▶ [Work task]
Lines from the one containing "impl CanonicalField for String" through the end of the data are to be returned exactly, and no others.

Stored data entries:
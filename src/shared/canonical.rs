//! Canonical text rendering for signed message fields.
//!
//! Every signed message is a comma-joined list of fields. Each field type has
//! exactly one rendering:
//!
//! | Type | Rendering |
//! |------|-----------|
//! | `Address` | lowercase `0x` + 40 hex digits |
//! | `B256` | lowercase `0x` + 64 hex digits |
//! | `bool` | `true` / `false` |
//! | integers | decimal, no separators |
//! | strings | verbatim (case-sensitive) |

use alloy_primitives::{Address, B256, I256, U256};

/// A value that can appear in a canonical signed message.
pub trait CanonicalField {
    fn canonical(&self) -> String;
}

impl CanonicalField for Address {
    fn canonical(&self) -> String {
        format!("0x{}", hex::encode(self.as_slice()))
    }
}

impl CanonicalField for B256 {
    fn canonical(&self) -> String {
        format!("0x{}", hex::encode(self.as_slice()))
    }
}

impl CanonicalField for U256 {
    fn canonical(&self) -> String {
        self.to_string()
    }
}

impl CanonicalField for I256 {
    fn canonical(&self) -> String {
        self.to_string()
    }
}

impl CanonicalField for bool {
    fn canonical(&self) -> String {
        if *self { "true" } else { "false" }.to_string()
    }
}

impl CanonicalField for u64 {
    fn canonical(&self) -> String {
        self.to_string()
    }
}

impl CanonicalField for u8 {
    fn canonical(&self) -> String {
        self.to_string()
    }
}

impl CanonicalField for str {
    fn canonical(&self) -> String {
        self.to_string()
    }
}

impl CanonicalField for String {
    fn canonical(&self) -> String {
        self.clone()
    }
}

impl<T: CanonicalField + ?Sized> CanonicalField for &T {
    fn canonical(&self) -> String {
        (**self).canonical()
    }
}

/// Join `evvm_id`, the function name and the rendered fields into one message.
pub fn join_message(evvm_id: U256, function: &str, fields: &[String]) -> String {
    let mut parts = Vec::with_capacity(fields.len() + 2);
    parts.push(evvm_id.to_string());
    parts.push(function.to_string());
    parts.extend(fields.iter().cloned());
    parts.join(",")
}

▶ [Reply to the task]
impl CanonicalField for String {
    fn canonical(&self) -> String {
        self.clone()
    }
}

impl<T: CanonicalField + ?Sized> CanonicalField for &T {
    fn canonical(&self) -> String {
        (**self).canonical()
    }
}

/// Join `evvm_id`, the function name and the rendered fields into one message.
pub fn join_message(evvm_id: U256, function: &str, fields: &[String]) -> String {
    let mut parts = Vec::with_capacity(fields.len() + 2);
    parts.push(evvm_id.to_string());
    parts.push(function.to_string());
    parts.extend(fields.iter().cloned());
    parts.join(",")
}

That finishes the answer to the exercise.